Self-Employment Performance: • We examine the individual-specific determinants of survival in self-employment for at least 2 consecutive years (given the fact that our panel only covers the period 2001-2004) • As show in Table 2, 47.8% of individuals (53.1% of household heads) becoming self-employed during the years 2002-2003 in BiH quit their new entrepreneurial venture during their first year of activity. • It is well-known that new entrepreneurs bear the highest risk of failure during their first few years of activity (Parker, 2004). • Although firm and sector-specific determinants are also of vital importance, the nature of the database only enables person-specific analysis. • We employ a two-stage Heckman probit model with sample selection (van de Ven and van Praag, 1981), including optimism and receipt of pensions in the first stage.

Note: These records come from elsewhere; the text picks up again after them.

//! Typed error for the qa-engine crate.

use thiserror::Error;

#[derive(Debug, Error)]
pub enum QaError {
    /// Errors from the underlying rag-store crate.
    #[error("store error: {0}")]
    Store(#[from] rag_store::StoreError),

    /// Errors from the LLM service layer.
    #[error("llm error: {0}")]
    Llm(#[from] ai_llm_service::AiLlmError),

    /// Invalid engine configuration (e.g., splitter parameters).
    #[error("config error: {0}")]
    Config(String),

    /// Free-form failure raised by a gateway or backend implementation.
    #[error("backend error: {0}")]
    Backend(String),
}
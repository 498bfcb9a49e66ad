//! GET /api/v1/health — aggregated system health.

use std::sync::Arc;

use axum::{Json, extract::State};
use chrono::Utc;

use crate::{core::app_state::AppState, routes::health::health_response::HealthResponse};

/// Handler: GET /api/v1/health
pub async fn health_check(State(state): State<Arc<AppState>>) -> Json<HealthResponse> {
    let report = state.rag.health_check().await;

    let status = if report.vector_store_status == "healthy"
        && report.generation_status == "healthy"
    {
        "healthy"
    } else {
        "degraded"
    };

    Json(HealthResponse {
        status: status.to_string(),
        vector_store_status: report.vector_store_status,
        generation_status: report.generation_status,
        documents_count: report.documents_count,
        timestamp: Utc::now(),
    })
}
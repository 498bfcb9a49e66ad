//! Public API types re-used by external crates (e.g., the HTTP API layer).

use chrono::{DateTime, Utc};
use serde::Serialize;

/// Final answer to one query, packaged for the caller.
///
/// Constructed once per query and not persisted.
#[derive(Clone, Debug, Serialize)]
pub struct QueryResponse {
    /// Generated answer text.
    pub answer: String,
    /// Heuristic confidence in `[0, 1]`.
    pub confidence: f64,
    /// Wall-clock processing time in seconds.
    pub processing_time: f64,
    /// When the response was produced.
    pub timestamp: DateTime<Utc>,
}

/// Aggregate health snapshot of the engine's dependencies.
#[derive(Clone, Debug, Serialize)]
pub struct HealthReport {
    /// "healthy", "unhealthy", or an error description.
    pub vector_store_status: String,
    /// "healthy" or "unhealthy".
    pub generation_status: String,
    /// Number of chunks in the vector store (0 when unhealthy).
    pub documents_count: u64,
}
//! Capability seams consumed by the orchestrator.
//!
//! Both traits are object-safe with manually desugared async methods so the
//! orchestrator can hold `Arc<dyn ...>` handles and tests can substitute
//! failing implementations. Production implementations are fail-open and
//! practically never return `Err`; the `Result` is part of the seam so the
//! orchestrator's containment boundary stays honest and testable.

use std::{future::Future, pin::Pin};

use rag_store::{CollectionInfo, SearchResult};

use crate::error::QaError;

/// Boxed future alias used by the capability traits.
pub type BoxFuture<'a, T> = Pin<Box<dyn Future<Output = T> + Send + 'a>>;

/// Vector-store capability: similarity search plus chunk lifecycle.
pub trait VectorStoreGateway: Send + Sync {
    /// Ranked similarity search, best matches first.
    fn search<'a>(
        &'a self,
        query: &'a str,
        limit: u64,
    ) -> BoxFuture<'a, Result<Vec<SearchResult>, QaError>>;

    /// Stores pre-chunked documents under the given chunk ids.
    fn add_documents<'a>(
        &'a self,
        chunks: &'a [String],
        ids: &'a [String],
    ) -> BoxFuture<'a, Result<bool, QaError>>;

    /// Removes every chunk previously ingested from `source`.
    fn delete_by_source<'a>(&'a self, source: &'a str) -> BoxFuture<'a, Result<bool, QaError>>;

    /// Collection snapshot (name, count, metadata).
    fn collection_info<'a>(&'a self) -> BoxFuture<'a, Result<CollectionInfo, QaError>>;

    /// Store + embedding backend liveness.
    fn health_check<'a>(&'a self) -> BoxFuture<'a, Result<bool, QaError>>;
}

/// Text-generation capability.
pub trait GenerationBackend: Send + Sync {
    /// Produces an answer for `question` grounded in `context`.
    fn generate_response<'a>(
        &'a self,
        question: &'a str,
        context: &'a str,
    ) -> BoxFuture<'a, Result<String, QaError>>;

    /// Trivial-prompt liveness probe.
    fn health_check<'a>(&'a self) -> BoxFuture<'a, Result<bool, QaError>>;
}
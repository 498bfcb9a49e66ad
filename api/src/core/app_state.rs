use std::sync::Arc;

use qa_engine::RagService;

/// Shared state for all HTTP handlers.
///
/// Carries the orchestrator handle built once at process start (explicit
/// dependency injection) plus the provider labels shown in the banner.
#[derive(Clone)]
pub struct AppState {
    /// The query/ingestion orchestrator.
    pub rag: Arc<RagService>,
    /// Generation provider identifier (for the service banner).
    pub llm_provider: String,
    /// Embedding provider identifier (for the service banner).
    pub embedding_provider: String,
}

impl AppState {
    pub fn new(rag: Arc<RagService>, llm_provider: String, embedding_provider: String) -> Self {
        Self {
            rag,
            llm_provider,
            embedding_provider,
        }
    }
}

Results: • Men and urban area residents are more likely to survive the difficult first year in self-employment. Education increases the probability of survival. • Prior wealth has a persistently positive effect in the survival equation, indicating that higher potential of self-financing is an essential component of self-employment activity and longevity in BiH. • The bank loan variable exerts a (weakly) significantly positive effect in the survival equation. This could be attributed to the good screening mechanisms of the financial institutions with respect to the entrepreneurial prospects of the individuals they choose to finance. Hence, while the decision to become an entrepreneur is not related to financing from banks, the ability to survive is significantly increased by an existing relationship with a bank. • Charities established to promote entrepreneurship appear to be unsuccessful in promoting success. • Informal sector employees are more likely to become self-employed than formal sector employees, and further more likely to make it through their first year. • Previous self-employment experience and the existence of another self-employed member in the household increase the likelihood of survival.
Main Conclusions • Informal sector workers are more likely to transition to formal self-employment and to be successful as entrepreneurs. These results support the perception of the informal sector as an incubator for self-employment in the formal sector in the early years of transition, through which individuals acquire skills that can facilitate their future entrepreneurial activities. • Financing constraints play an important role in the decision to enter into self-employment and its success; informal and formal sources of external finance do not appear important. • Overseas – and in some case domestic – remittances significantly decrease the likelihood of becoming an entrepreneur. • Behavioral profiles matter – “optimism” is important to entrepreneurs with employees, while “social networks” support own account entrepreneurs.